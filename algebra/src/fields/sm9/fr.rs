//! The SM9 group order, n = 36t^4 + 36t^3 + 18t^2 + 6t + 1.

use crate::{
    biginteger::BigInteger256 as BigInteger,
    fields::{Fp256, Fp256Parameters, FpParameters},
};

pub type Fr = Fp256<FrParameters>;

pub struct FrParameters;

impl Fp256Parameters for FrParameters {}
impl FpParameters for FrParameters {
    type BigInt = BigInteger;

    /// MODULUS = 0xb640000002a3a6f1d603ab4ff58ec74449f2934b18ea8beee56ee19cd69ecf25
    const MODULUS: BigInteger = BigInteger([
            0xe56ee19cd69ecf25,
            0x49f2934b18ea8bee,
            0xd603ab4ff58ec744,
            0xb640000002a3a6f1,
        ]);

    const MODULUS_BITS: u32 = 256;

    const REPR_SHAVE_BITS: u32 = 0;

    /// R = 2^256 mod MODULUS
    const R: BigInteger = BigInteger([
            0x1a911e63296130db,
            0xb60d6cb4e7157411,
            0x29fc54b00a7138bb,
            0x49bffffffd5c590e,
        ]);

    /// R^2 mod MODULUS
    const R2: BigInteger = BigInteger([
            0x7598cd79cd750c35,
            0xe4a08110bb6daeab,
            0xbfee4bae7d78a1f9,
            0x8894f5d163695d0e,
        ]);

    /// -MODULUS^(-1) mod 2^64
    const INV: u64 = 0x1d02662351974b53;

    const MODULUS_MINUS_ONE_DIV_TWO: BigInteger = BigInteger([
            0x72b770ce6b4f6792,
            0x24f949a58c7545f7,
            0xeb01d5a7fac763a2,
            0x5b2000000151d378,
        ]);
}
---
- _Work to complete_: A complete, exact copy of the material above is the expected answer.

- _Exercise output_:
filename algebra/src/fields/sm9/fr.rs
//! The SM9 group order, n = 36t^4 + 36t^3 + 18t^2 + 6t + 1.

use crate::{
    biginteger::BigInteger256 as BigInteger,
    fields::{Fp256, Fp256Parameters, FpParameters},
};

pub type Fr = Fp256<FrParameters>;

pub struct FrParameters;

impl Fp256Parameters for FrParameters {}
impl FpParameters for FrParameters {
    type BigInt = BigInteger;

    /// MODULUS = 0xb640000002a3a6f1d603ab4ff58ec74449f2934b18ea8beee56ee19cd69ecf25
    const MODULUS: BigInteger = BigInteger([
            0xe56ee19cd69ecf25,
            0x49f2934b18ea8bee,
            0xd603ab4ff58ec744,
            0xb640000002a3a6f1,
        ]);

    const MODULUS_BITS: u32 = 256;

    const REPR_SHAVE_BITS: u32 = 0;

    /// R = 2^256 mod MODULUS
    const R: BigInteger = BigInteger([
            0x1a911e63296130db,
            0xb60d6cb4e7157411,
            0x29fc54b00a7138bb,
            0x49bffffffd5c590e,
        ]);

    /// R^2 mod MODULUS
    const R2: BigInteger = BigInteger([
            0x7598cd79cd750c35,
            0xe4a08110bb6daeab,
            0xbfee4bae7d78a1f9,
            0x8894f5d163695d0e,
        ]);

    /// -MODULUS^(-1) mod 2^64
    const INV: u64 = 0x1d02662351974b53;

    const MODULUS_MINUS_ONE_DIV_TWO: BigInteger = BigInteger([
            0x72b770ce6b4f6792,
            0x24f949a58c7545f7,
            0xeb01d5a7fac763a2,
            0x5b2000000151d378,
        ]);
}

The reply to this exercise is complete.